In a democracy, words matter—especially when they come from those entrusted with authority. We teach students that disagreement is not only allowed but essential. We teach that debate is not violence, and that ideas are not crimes. When leaders blur those lines, they undermine the very civic foundations schools work to build.

This is not about partisan politics. It is about the most basic moral standard we pass on to the next generation. No one “earns” violence by speaking their mind. Human dignity does not vanish at the moment of death.

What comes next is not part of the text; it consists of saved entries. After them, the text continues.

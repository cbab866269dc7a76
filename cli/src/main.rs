use clap::{CommandFactory, Parser};

mod commands;
mod core;
mod source;

use commands::Commands;
use crate::core::exit_code::ExitCode;

#[derive(Parser)]
#[command(name = "mira")]
#[command(about = "Lexer and parser for the mira expression language.")]
#[command(version = crate::core::version::app_version())]
struct Args {
    #[arg(short, long, help = "Enable debug logging", global = true)]
    debug: bool,

    #[command(subcommand)]
    command: Option<Commands>,
}

fn main() {
    let exit_code = match run() {
        Ok(()) => ExitCode::Success,
        Err(e) => {
            eprintln!("Error: {e}");
            ExitCode::from(&e)
        }
    };
    std::process::exit(exit_code.code());
}

fn run() -> Result<(), Box<dyn std::error::Error>> {
    let args = Args::parse();
    crate::core::logger::Logger::init(args.debug);
    crate::core::logger::Logger::debug(&format!(
        "mira {}",
        crate::core::version::app_version()
    ));

    match args.command {
        Some(Commands::Parse(parse_args)) => commands::parse::execute_parse(&parse_args),
        Some(Commands::Tokens(tokens_args)) => commands::tokens::execute_tokens(&tokens_args),
        None => {
            Args::command().print_help()?;
            println!();
            Ok(())
        }
    }
}
pub mod error;
pub mod lexer;
pub mod parser;
pub mod reader;
pub mod rules;
pub mod token;
pub mod tree;

pub use error::{SyntaxError, SyntaxErrorKind};
pub use lexer::{next_token, tokenize, LexMode};
pub use parser::{parse, parse_tokens};
pub use token::{Token, TokenType};
pub use tree::{NodeKind, ParseTree, Span, SyntaxNode, MAX_SERIALIZE_DEPTH};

Parents and teachers have a quiet but powerful role in moments like this. We can name what is wrong without modeling cruelty. We can say plainly: this is not how responsible adults speak about tragedy. We can show students that strength lies in restraint, empathy, and truth—not in humiliation.

If schools are meant to prepare young people for citizenship, then this is a teachable moment. This is not about one president or one platform. It is about the country we expect them to inherit. It’s about the leaders we hope they will become.

Reclaim Decency and Kindness

Democracy does not survive on laws alone. It survives on norms, language, and the refusal to let violence be explained away by hatred. We have to reclaim decency and kindness. That lesson is still ours to teach.